What did @cristinatomasi actually say?
This is where we have to be straightforward with you: the transcript provided for this video is incoherent. It references a "coronavirus pandemic" repeatedly and mentions cancer in a non-clinical context, bearing no relationship to the caption's topic of hormone replacement therapy (HRT, or TOS in Italian) duration. The caption, however, does make a specific and testable claim: that women can take HRT "for life" with no maximum time limit, citing support from major international menopause societies.
Because the caption contains the actual medical claim being promoted to 141,000 viewers, that is what we are fact-checking here. The claim is: HRT has no upper time limit and can be continued indefinitely unless a contraindication appears.
Does the science back this up?
Partially, yes, but the framing is more confident than the evidence warrants. The major menopause societies have indeed moved away from arbitrary cut-off points, but "no maximum time limit" is not the same as "proven safe forever."
The 2022 position statement from the Menopause Society (formerly NAMS) and the 2023 guidance from the British Menopause Society both state that duration of HRT should be individualized, not capped at a fixed number of years. The old five-year or ten-year rules were largely a reaction to a misreading of the Women's Health Initiative (WHI) data from 2002. That study's findings were later shown to be specific to older women starting HRT more than ten years after menopause, not to women who begin therapy at the time of menopause (Manson et al., 2013, JAMA Internal Medicine).
However, long-term use, particularly of combined estrogen-progestogen therapy, is still associated with a small but real increased risk of breast cancer. The 2019 Collaborative Group on Hormonal Factors in Breast Cancer meta-analysis (Lancet) found that breast cancer risk increased with duration of use and persisted for more than ten years after stopping. That is not a reason to automatically refuse long-term HRT, but it is a reason not to present the situation as settled.
What did they get wrong (or right)?
Credit where it is due: the claim that international menopause societies no longer endorse a hard stop on HRT duration is accurate. The British Menopause Society, the International Menopause Society, and the Menopause Society all support individualized decision-making over blanket time limits.
What is misleading is the phrase "no maximum time limit" presented without qualification. For most healthy women who start HRT around menopause onset, long-term use appears to carry manageable risks. For women with certain risk profiles, including BRCA mutations, a personal history of estrogen-receptor-positive breast cancer, or certain cardiovascular conditions, indefinite continuation is not appropriate. Saying "the science is clear" on this topic overstates the consensus. Long-term safety data beyond 20 years of continuous use is genuinely limited, and researchers like Collaborative Group on Hormonal Factors are still publishing risk refinements as of 2019 and beyond.

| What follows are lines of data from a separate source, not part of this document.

//! Logging utilities for the Fieldconf CLI
//!
//! This module provides:
//! - Structured logging setup (compact, full, json)
//! - Request ID generation and tracking
//! - Performance timing spans

use crate::error::{Error, Result};
use is_terminal::IsTerminal;
use serde::{Deserialize, Serialize};
use std::str::FromStr;
use std::sync::OnceLock;
use tracing::{field, Span};
use tracing_subscriber::EnvFilter;
use uuid::Uuid;

/// Global request ID for the current session
static REQUEST_ID: OnceLock<String> = OnceLock::new();

/// Logging configuration
#[derive(Debug, Clone, Serialize, Deserialize)]
pub struct LoggingConfig {
    /// Log level filter
    pub level: String,
    /// Output format: compact, full, json
    pub format: LogFormat,
    /// Enable ANSI output on stderr
    pub console: bool,
    /// Include thread IDs
    pub thread_ids: bool,
    /// Include file and line numbers
    pub source_location: bool,
}

/// Log output format
#[derive(Debug, Clone, Copy, Serialize, Deserialize, PartialEq, Eq)]
#[serde(rename_all = "lowercase")]
pub enum LogFormat {
    /// Compact format for production
    Compact,
    /// Full format with all details
    Full,
    /// JSON structured format
    Json,
}

impl FromStr for LogFormat {
    type Err = Error;

    fn from_str(s: &str) -> Result<Self> {
        match s.to_lowercase().as_str() {
            "compact" => Ok(Self::Compact),
            "full" => Ok(Self::Full),
            "json" => Ok(Self::Json),
            _ => Err(Error::config(format!("Invalid log format: {}", s))),
        }
    }
}

impl Default for LoggingConfig {
    fn default() -> Self {
        Self {
            level: "warn".to_string(),
            format: LogFormat::Compact,
            console: true,
            thread_ids: false,
            source_location: false,
        }
    }
}

impl LoggingConfig {
    /// Create logging config from verbosity level
    pub fn from_verbosity(verbosity: u8) -> Self {
        let mut config = Self::default();

        match verbosity {
            0 => {
                config.level = "warn".to_string();
            }
            1 => {
                config.level = "info".to_string();
            }
            2 => {
                config.level = "debug".to_string();
                config.source_location = true;
            }
            _ => {
                config.level = "trace".to_string();
                config.format = LogFormat::Full;
                config.source_location = true;
                config.thread_ids = true;
            }
        }

        config
    }

    /// Apply the `[logging]` section of the config file
    ///
    /// The file level only applies when no `-v` flag raised verbosity.
    pub fn merge_with_file(&mut self, file: &crate::config::LoggingConfig, verbosity: u8) {
        if verbosity == 0 {
            if let Some(level) = &file.level {
                self.level = level.clone();
            }
        }
        if let Some(format) = &file.format {
            match format.parse() {
                Ok(format) => self.format = format,
                Err(e) => tracing::warn!("{}, using default", e),
            }
        }
    }

    /// Apply environment overrides
    pub fn merge_with_env(&mut self) {
        // RUST_LOG takes precedence
        if let Ok(rust_log) = std::env::var("RUST_LOG") {
            self.level = rust_log;
        }

        if let Ok(format) = std::env::var("FIELDCONF_LOG_FORMAT") {
            match format.parse() {
                Ok(format) => self.format = format,
                Err(e) => tracing::warn!("{}, using default", e),
            }
        }
    }

    /// Restrict output to errors
    pub fn quiet(&mut self) {
        self.level = "error".to_string();
        self.console = false;
    }
}

/// Initialize the global logging system
pub fn init_logging(config: LoggingConfig) -> Result<()> {
    let env_filter = EnvFilter::try_new(&config.level)
        .map_err(|e| Error::config(format!("Invalid log filter '{}': {}", config.level, e)))?;
    let ansi = config.console && std::io::stderr().is_terminal();

    let builder = tracing_subscriber::fmt()
        .with_env_filter(env_filter)
        .with_writer(std::io::stderr)
        .with_target(true)
        .with_thread_ids(config.thread_ids)
        .with_file(config.source_location)
        .with_line_number(config.source_location);

    let installed = match config.format {
        LogFormat::Compact => {
            tracing::subscriber::set_global_default(builder.with_ansi(ansi).compact().finish())
        }
        LogFormat::Json => {
            tracing::subscriber::set_global_default(builder.with_ansi(false).json().finish())
        }
        LogFormat::Full => tracing::subscriber::set_global_default(builder.with_ansi(ansi).finish()),
    };
    installed.map_err(|e| Error::other(format!("Failed to initialize logging: {}", e)))?;

    let request_id = generate_request_id();
    REQUEST_ID
        .set(request_id.clone())
        .map_err(|_| Error::other("Request ID already set"))?;

    tracing::info!(
        request_id = %request_id,
        config = ?config,
        "Logging system initialized"
    );

    Ok(())
}

/// Generate a unique request ID for this session
pub fn generate_request_id() -> String {
    format!("req_{}", Uuid::new_v4().simple())
}

/// Get the current request ID
pub fn current_request_id() -> Option<&'static str> {
    REQUEST_ID.get().map(|s| s.as_str())
}

/// Create a span with request ID and timing
pub fn create_operation_span(operation: &str, details: Option<&str>) -> Span {
    tracing::info_span!(
        "operation",
        operation = operation,
        request_id = current_request_id().unwrap_or("unknown"),
        details = details.unwrap_or(""),
        duration_ms = field::Empty,
    )
}

/// Performance timing utilities
pub mod timing {
    use std::time::Instant;
    use tracing::Span;

    /// A timer that logs its duration when dropped
    pub struct Timer {
        start: Instant,
        span: Span,
        operation: String,
    }

    impl Timer {
        pub fn new(operation: &str) -> Self {
            Self {
                start: Instant::now(),
                span: super::create_operation_span(operation, None),
                operation: operation.to_string(),
            }
        }

        pub fn with_details(operation: &str, details: &str) -> Self {
            Self {
                start: Instant::now(),
                span: super::create_operation_span(operation, Some(details)),
                operation: operation.to_string(),
            }
        }
    }

    impl Drop for Timer {
        fn drop(&mut self) {
            let duration = self.start.elapsed();
            self.span.record("duration_ms", duration.as_millis() as u64);

            tracing::debug!(
                operation = %self.operation,
                duration_ms = duration.as_millis() as u64,
                "Operation completed"
            );
        }
    }
}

The caption also uses the hashtag "ormonibioidentici" (bioidentical hormones), which adds a separate layer of complexity. Compounded bioidentical hormones are not equivalent to regulated HRT products and carry their own unresolved safety questions that the caption does not address.
What should you actually know?
If you are a woman considering long-term HRT, here is what the current evidence actually supports. Duration should be decided between you and a clinician based on your symptom burden, your individual risk factors, and regular re-evaluation. There is no arbitrary age or year count that automatically means you must stop.
That said, "no limit" is not the same as "no monitoring." Annual review is the standard of care in most guidelines. The Lancet 2019 meta-analysis is real and relevant: ten or more years of combined HRT use does carry a measurable breast cancer signal, even if absolute risk for many individuals remains low. Body-identical regulated products (like 17-beta estradiol and micronized progesterone) have a more favorable safety profile than older synthetic progestogens, according to data reviewed by L'Hermite (2017, Climacteric). But that is not the same as zero risk.
If you see a claim on social media that makes long-term HRT sound unconditionally safe, that should prompt a conversation with your doctor, not reassurance.
Bottom line
The core message here, that HRT does not have an automatic expiration date, is defensible and reflects a genuine shift in clinical guidance. The delivery, framing it as a simple, settled matter with no caveats, does a disservice to the complexity of the evidence and to the women watching this video.